Jompet explained (which I hope I have interpreted correctly) that the fall of the Suharto Regime in 1998 gave people power of voice.  There was a shift from a vertical system of power with the government controlling the voice of the nation to a more horizontal system of different religious, social and ethnic groups using this new permission to freely voice beliefs, ideas and culture.  I have experienced this contest to be heard by listening to the local youths riding motorbikes en masse with pimped up exhaust systems, uniforms and flags to express their political preference.   Even in a less political sense with the hacked sounds of lambada coming from the bread vendor or the fantastical lights and competing music blaring from the odong odong at the alun alun kidul (I’ll write more on this hot spot soon).

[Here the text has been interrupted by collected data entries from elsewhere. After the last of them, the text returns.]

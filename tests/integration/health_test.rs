//! Integration tests for the health check endpoint.

mod helpers;

use axum::http::StatusCode;

#[tokio::test]
async fn test_healthcheck_returns_empty_ok() {
    let app = helpers::TestApp::new();
    let response = app.request("GET", "/healthcheck", None).await;

    assert_eq!(response.status, StatusCode::OK);
    assert!(response.raw.is_empty());
}

#[tokio::test]
async fn test_healthcheck_rejects_post() {
    let app = helpers::TestApp::new();
    let response = app.request("POST", "/healthcheck", None).await;
    assert_eq!(response.status, StatusCode::METHOD_NOT_ALLOWED);
}
//! Sealing and opening heartbeat tokens.
//!
//! Wire layout, before URL-safe base64 without padding:
//!
//! ```text
//! version (1) | nonce (24) | XChaCha20-Poly1305 ciphertext + tag
//! ```
//!
//! The nonce is derived from the key and the plaintext, so sealing the same
//! claims twice yields the same token. The version byte is authenticated as
//! associated data.

use base64::Engine as _;
use base64::engine::general_purpose::URL_SAFE_NO_PAD;
use chacha20poly1305::aead::{Aead, KeyInit, Payload};
use chacha20poly1305::{Key, XChaCha20Poly1305, XNonce};
use sha2::{Digest, Sha256};

use heartgate_core::config::TokenConfig;
use heartgate_core::types::HeartbeatClaims;

use crate::error::TokenError;

/// Current token format.
const TOKEN_VERSION: u8 = 1;
/// XChaCha20 nonce length.
const NONCE_LEN: usize = 24;
/// Poly1305 tag length.
const TAG_LEN: usize = 16;
/// Domain separator for nonce derivation.
const NONCE_DOMAIN: &[u8] = b"heartgate/nonce";

/// Encrypts and decrypts heartbeat claims with a shared secret.
#[derive(Clone)]
pub struct TokenCodec {
    /// AEAD instance keyed with SHA-256 of the shared secret.
    cipher: XChaCha20Poly1305,
    /// Raw key bytes, used for nonce derivation.
    key: [u8; 32],
}

impl std::fmt::Debug for TokenCodec {
    fn fmt(&self, f: &mut std::fmt::Formatter<'_>) -> std::fmt::Result {
        f.debug_struct("TokenCodec")
            .field("version", &TOKEN_VERSION)
            .finish()
    }
}

impl TokenCodec {
    /// Creates a codec from a shared secret of any length.
    pub fn new(shared_key: &str) -> Self {
        let digest = Sha256::digest(shared_key.as_bytes());
        let mut key = [0u8; 32];
        key.copy_from_slice(&digest);

        Self {
            cipher: XChaCha20Poly1305::new(Key::from_slice(&key)),
            key,
        }
    }

    /// Creates a codec from token configuration.
    pub fn from_config(config: &TokenConfig) -> Self {
        Self::new(&config.shared_key)
    }

    /// Seals claims into a token.
    pub fn encode(&self, claims: &HeartbeatClaims) -> Result<String, TokenError> {
        let plaintext =
            serde_json::to_vec(claims).map_err(|e| TokenError::Seal(e.to_string()))?;
        let nonce = self.derive_nonce(&plaintext);

        let ciphertext = self
            .cipher
            .encrypt(
                XNonce::from_slice(&nonce),
                Payload {
                    msg: &plaintext,
                    aad: &[TOKEN_VERSION],
                },
            )
            .map_err(|_| TokenError::Seal("encryption failed".to_string()))?;

        let mut sealed = Vec::with_capacity(1 + NONCE_LEN + ciphertext.len());
        sealed.push(TOKEN_VERSION);
        sealed.extend_from_slice(&nonce);
        sealed.extend_from_slice(&ciphertext);

        Ok(URL_SAFE_NO_PAD.encode(sealed))
    }

    /// Opens a token and parses its claims.
    ///
    /// Any failure (encoding, length, version, authentication, JSON shape,
    /// empty user) is reported; callers answer all of them the same way.
    pub fn decode(&self, token: &str) -> Result<HeartbeatClaims, TokenError> {
        let sealed = URL_SAFE_NO_PAD.decode(token.trim())?;

        if sealed.len() < 1 + NONCE_LEN + TAG_LEN {
            return Err(TokenError::Truncated(sealed.len()));
        }

        let (version, rest) = sealed.split_at(1);
        if version[0] != TOKEN_VERSION {
            return Err(TokenError::UnsupportedVersion(version[0]));
        }

        let (nonce, ciphertext) = rest.split_at(NONCE_LEN);
        let plaintext = self
            .cipher
            .decrypt(
                XNonce::from_slice(nonce),
                Payload {
                    msg: ciphertext,
                    aad: version,
                },
            )
            .map_err(|_| TokenError::Authentication)?;

        let claims: HeartbeatClaims =
            serde_json::from_slice(&plaintext).map_err(TokenError::Payload)?;

        if claims.user_id.trim().is_empty() {
            return Err(TokenError::MissingUser);
        }

        Ok(claims)
    }

    /// Synthetic IV: SHA-256(key | domain | plaintext), truncated.
    fn derive_nonce(&self, plaintext: &[u8]) -> [u8; NONCE_LEN] {
        let digest = Sha256::new()
            .chain_update(self.key)
            .chain_update(NONCE_DOMAIN)
            .chain_update(plaintext)
            .finalize();

        let mut nonce = [0u8; NONCE_LEN];
        nonce.copy_from_slice(&digest[..NONCE_LEN]);
        nonce
    }
}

With all this talk of competing voices and in walking the sensorially stimulating streets of urban Yogyakarta, I have found myself continually returning to the power of listening.  An exchange that involves the voice must of course require ears for the words to fall.  So where does the power of listening fit in a world full of competing sounds?

With this question in mind, we purchased two large loudspeakers, used by mosques to project the ahan – calling the community to prayer.  I can already see them speaking to each other. Dholy also took me to the Sumur Gumuling, a round semi-underground building that used to function as a mosque at the time of Yogyakarta Palace. We were both amazed by the design and sonics of this space.  The circular construction and chambers resonate sound throughout the building.  My initial thought was to create an installation in this space, however I’ve discovered that permissions for this kind of thing are no easier in Indonesia than Australia.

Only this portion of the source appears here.